* _What to do_
Copy each line below in which the string "clone" occurs.

◆ ◆ ◆ ◆

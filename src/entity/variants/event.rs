use crate::entity::{DiscoveryKey, Entity, EntityContext, EntityCore, HaType};
use serde_json::json;
use std::sync::{Arc, Mutex};
use tracing::warn;

const DEFAULT_EVENT_TYPE: &str = "trigger";

/// Fire-and-forget occurrences; nothing is retained
pub struct Event {
    core: EntityCore,
    event_types: Mutex<Vec<String>>,
}

impl Event {
    pub fn new(ctx: &EntityContext, id: impl Into<String>, name: impl Into<String>) -> Arc<Self> {
        let event = Arc::new(Self {
            core: EntityCore::new(ctx, Some(HaType::Event), id, name),
            event_types: Mutex::new(vec![DEFAULT_EVENT_TYPE.to_string()]),
        });
        ctx.attach(&event);
        event
    }

    /// Replace the declared event types; the first one is fired by
    /// [`Event::trigger`]. An empty list restores the default.
    pub fn set_event_types<I, S>(&self, types: I)
    where
        I: IntoIterator<Item = S>,
        S: Into<String>,
    {
        let mut types: Vec<String> = types.into_iter().map(Into::into).collect();
        if types.is_empty() {
            types.push(DEFAULT_EVENT_TYPE.to_string());
        }
        *self.event_types.lock().unwrap() = types;
    }

    pub fn event_types(&self) -> Vec<String> {
        self.event_types.lock().unwrap().clone()
    }

    /// Fire the default event type
    pub fn trigger(&self) {
        let event_type = self.event_types()[0].clone();
        self.publish_event(&event_type);
    }

    /// Fire a declared event type; undeclared types are dropped
    pub fn trigger_with(&self, event_type: &str) {
        if !self.event_types().iter().any(|t| t == event_type) {
            warn!(
                entity_id = %self.core.id(),
                event_type = %event_type,
                "Ignoring undeclared event type"
            );
            return;
        }
        self.publish_event(event_type);
    }

    fn publish_event(&self, event_type: &str) {
        let payload = json!({ "event_type": event_type }).to_string();
        self.core.publish_state(payload, false);
    }
}

impl Entity for Event {
    fn core(&self) -> &EntityCore {
        &self.core
    }

    fn init(&self) {
        let core = &self.core;
        core.set_discovery_config(DiscoveryKey::StateTopic, core.base_topic());
        core.set_discovery_config(DiscoveryKey::EventTypes, self.event_types());
        super::announce(core);
    }
}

◆ ◆ ◆ ◆

* _Answer space_
        self.event_types.lock().unwrap().clone()
        let event_type = self.event_types()[0].clone();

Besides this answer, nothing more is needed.